Dense layering of geometric stenciled borders, striped pillows, pre-Columbian figures, Biedermeier furniture, contemporary art, and patterned fabrics all in a coherent warm-toned dialogue — the 'Fallout Shelter' fabric pattern and triangular motifs repeat throughout with deliberate consistency.
Biedermeier pieces mix with pre-Columbian artifacts, contemporary sculpture by Sam Cash and Beverly Pepper, and a modernist shell — it's cross-era mixing driven by personal taste rather than period commitment.
Crespi's Latin American years collecting terra-cotta Quimbaya figures, her multicultural background spanning Rome, Ethiopia, and Bogotá, and the article noting she 'developed a passion for pre-Columbian artifacts and started to collect them' all convey genuine accumulated life rather than decorator staging.
The article describes Crespi as rarely home during the day, returning late from fashion events, with a son's bedroom converted to a guest room; the apartment reads as a personal refuge — 'this refuge that lies somewhere between Italy and the Andes' — not an entertaining venue.
The rooms are considered and composed with carefully arranged vignettes and painted geometric borders, but the deep sofa cushions, layered pillows, and intimate scale invite sitting down rather than standing at attention.

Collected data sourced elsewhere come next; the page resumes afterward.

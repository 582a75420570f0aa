//! Serializable form of an [`Outcome`]

use serde::Serialize;

use crate::error::Outcome;

/// `{"success": true, "data": ...}` or `{"success": false, "error": "..."}`.
#[derive(Debug, Clone, PartialEq, Serialize)]
pub struct Report<T> {
    pub success: bool,

    #[serde(skip_serializing_if = "Option::is_none")]
    pub data: Option<T>,

    #[serde(skip_serializing_if = "Option::is_none")]
    pub error: Option<String>,
}

impl<T> From<Outcome<T>> for Report<T> {
    fn from(outcome: Outcome<T>) -> Self {
        match outcome {
            Ok(data) => Report {
                success: true,
                data: Some(data),
                error: None,
            },
            Err(err) => Report {
                success: false,
                data: None,
                error: Some(err.to_string()),
            },
        }
    }
}
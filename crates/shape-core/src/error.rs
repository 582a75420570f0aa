//! Validation failures

use thiserror::Error;

use crate::kind::Kind;

/// Why a value was rejected.
///
/// The rendered message is the whole report: composite descriptors pass a
/// field's failure through unchanged, without naming the field's path.
#[derive(Debug, Clone, PartialEq, Eq, Error)]
pub enum ValidationError {
    #[error("Not a {0}")]
    TypeMismatch(Kind),

    #[error("Not an object")]
    NotAnObject,

    #[error("Missing key '{0}'")]
    MissingKey(String),

    #[error("Unknown key '{0}'")]
    UnknownKey(String),
}

/// Result of applying a descriptor to a value.
pub type Outcome<T> = Result<T, ValidationError>;
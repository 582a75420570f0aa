//! Runtime-built descriptors
//!
//! Typed shapes need their fields known at compile time. Schemas loaded from
//! files are assembled from [`AnyDescriptor`]s instead, and validate into a
//! JSON map keyed by field name.

use serde_json::{Map, Value};
use std::fmt;

use crate::descriptor::Descriptor;
use crate::error::{Outcome, ValidationError};
use crate::kind::Kind;
use crate::object::{Presence, Shape};

/// A descriptor whose output has been converted to a JSON value.
pub struct AnyDescriptor {
    inner: Box<dyn Descriptor<Output = Value> + Send + Sync>,
}

struct Erased<D>(D);

impl<D> Descriptor for Erased<D>
where
    D: Descriptor,
    D::Output: Into<Value>,
{
    type Output = Value;

    fn kind(&self) -> Kind {
        self.0.kind()
    }

    fn validate(&self, input: &Value) -> Outcome<Value> {
        self.0.validate(input).map(Into::into)
    }
}

impl AnyDescriptor {
    pub fn new<D>(descriptor: D) -> Self
    where
        D: Descriptor + Send + Sync + 'static,
        D::Output: Into<Value>,
    {
        Self {
            inner: Box::new(Erased(descriptor)),
        }
    }
}

impl Descriptor for AnyDescriptor {
    type Output = Value;

    fn kind(&self) -> Kind {
        self.inner.kind()
    }

    fn validate(&self, input: &Value) -> Outcome<Value> {
        self.inner.validate(input)
    }

    fn erase(self) -> AnyDescriptor {
        self
    }
}

impl fmt::Debug for AnyDescriptor {
    fn fmt(&self, f: &mut fmt::Formatter<'_>) -> fmt::Result {
        f.debug_struct("AnyDescriptor")
            .field("kind", &self.kind())
            .finish()
    }
}

/// Insertion-ordered shape of type-erased fields.
#[derive(Debug, Default)]
pub struct DynShape {
    fields: Vec<(String, AnyDescriptor)>,
}

impl DynShape {
    pub fn new() -> Self {
        Self::default()
    }

    /// Append a field. Redeclaring a name replaces the earlier descriptor in place.
    pub fn insert(&mut self, name: impl Into<String>, descriptor: AnyDescriptor) {
        let name = name.into();
        match self.fields.iter_mut().find(|(existing, _)| *existing == name) {
            Some(slot) => slot.1 = descriptor,
            None => self.fields.push((name, descriptor)),
        }
    }

    pub fn with(mut self, name: impl Into<String>, descriptor: AnyDescriptor) -> Self {
        self.insert(name, descriptor);
        self
    }

    pub fn get(&self, name: &str) -> Option<&AnyDescriptor> {
        self.fields
            .iter()
            .find(|(existing, _)| existing == name)
            .map(|(_, descriptor)| descriptor)
    }

    pub fn len(&self) -> usize {
        self.fields.len()
    }

    pub fn is_empty(&self) -> bool {
        self.fields.is_empty()
    }

    pub fn iter(&self) -> impl Iterator<Item = (&str, &AnyDescriptor)> {
        self.fields.iter().map(|(name, d)| (name.as_str(), d))
    }
}

impl<N: Into<String>> FromIterator<(N, AnyDescriptor)> for DynShape {
    fn from_iter<I: IntoIterator<Item = (N, AnyDescriptor)>>(iter: I) -> Self {
        let mut shape = DynShape::new();
        for (name, descriptor) in iter {
            shape.insert(name, descriptor);
        }
        shape
    }
}

impl Shape for DynShape {
    type Output = Map<String, Value>;

    fn keys(&self) -> Vec<&str> {
        self.fields.iter().map(|(name, _)| name.as_str()).collect()
    }

    fn validate_fields(&self, record: &Map<String, Value>, presence: Presence) -> Outcome<Self::Output> {
        let mut data = Map::new();
        for (name, descriptor) in &self.fields {
            let value = presence
                .lookup(record, name)
                .ok_or_else(|| ValidationError::MissingKey(name.clone()))?;
            data.insert(name.clone(), descriptor.validate(value)?);
        }
        Ok(data)
    }
}

#[cfg(test)]
mod tests {
    use super::*;
    use crate::{boolean, number, object, string};
    use serde_json::json;

    fn message_shape() -> DynShape {
        DynShape::new()
            .with("yes", boolean().erase())
            .with("message", string().erase())
            .with("num", number().erase())
    }

    #[test]
    fn test_dynamic_object_matches_typed_rules() {
        let schema = object(message_shape());

        let data = schema
            .validate(&json!({"num": 7, "message": "ok", "yes": true}))
            .unwrap();
        // Output follows shape order, not input order
        assert_eq!(data.keys().collect::<Vec<_>>(), vec!["yes", "message", "num"]);
        assert_eq!(data["yes"], json!(true));
        // Erased numbers come back exactly as given
        assert_eq!(data["num"], json!(7));

        let cases = [
            (json!(null), "Not an object"),
            (json!({"num": 7, "yes": "true", "message": 7}), "Not a boolean"),
            (json!({"message": "ok"}), "Missing key 'yes'"),
            (json!({"yes": true, "message": "ok", "num": 7, "foo": 7}), "Unknown key 'foo'"),
        ];
        for (input, expected) in cases {
            assert_eq!(schema.validate(&input).unwrap_err().to_string(), expected);
        }
    }

    #[test]
    fn test_integers_survive_dynamic_validation() {
        let schema = object(DynShape::new().with("id", number().erase()));
        let input = json!({"id": 9007199254740993u64});
        assert_eq!(schema.validate(&input).unwrap()["id"], input["id"]);
    }

    #[test]
    fn test_redeclared_field_replaces_in_place() {
        let shape = message_shape().with("yes", string().erase());
        assert_eq!(shape.len(), 3);
        assert_eq!(shape.keys(), vec!["yes", "message", "num"]);
        assert_eq!(shape.get("yes").map(|d| d.kind()), Some(Kind::String));
    }

    #[test]
    fn test_nested_dynamic_objects() {
        let inner = object(DynShape::new().with("id", number().erase())).erase();
        let schema = object(DynShape::from_iter([("meta", inner), ("name", string().erase())]));

        let data = schema
            .validate(&json!({"meta": {"id": 3}, "name": "x"}))
            .unwrap();
        assert_eq!(data["meta"], json!({"id": 3}));

        // Inner failures surface without a path prefix
        let err = schema
            .validate(&json!({"meta": {"id": "3"}, "name": "x"}))
            .unwrap_err();
        assert_eq!(err.to_string(), "Not a number");

        let err = schema
            .validate(&json!({"meta": {"id": 3, "extra": true}, "name": "x"}))
            .unwrap_err();
        assert_eq!(err.to_string(), "Unknown key 'extra'");
    }

    #[test]
    fn test_empty_shape_accepts_only_empty_object() {
        let schema = object(DynShape::new());
        assert!(schema.validate(&json!({})).unwrap().is_empty());
        assert_eq!(
            schema.validate(&json!({"a": 1})).unwrap_err().to_string(),
            "Unknown key 'a'"
        );
    }
}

Lucretia Moroni's professional hand is evident in the systematic repetition of triangle motifs across stenciled walls, painted table inlays, and fabric patterns — the geometric program is designer-directed with composed sight lines, though Crespi's personal collection provides authentic content.
The apartment performs for its owner's multicultural identity rather than for outside validation; the pre-Columbian collection and Biedermeier pieces are genuine passions, and the named artworks (Sam Cash, Beverly Pepper, Michelangelo Pistoletto) are knowing choices rather than trophy acquisitions.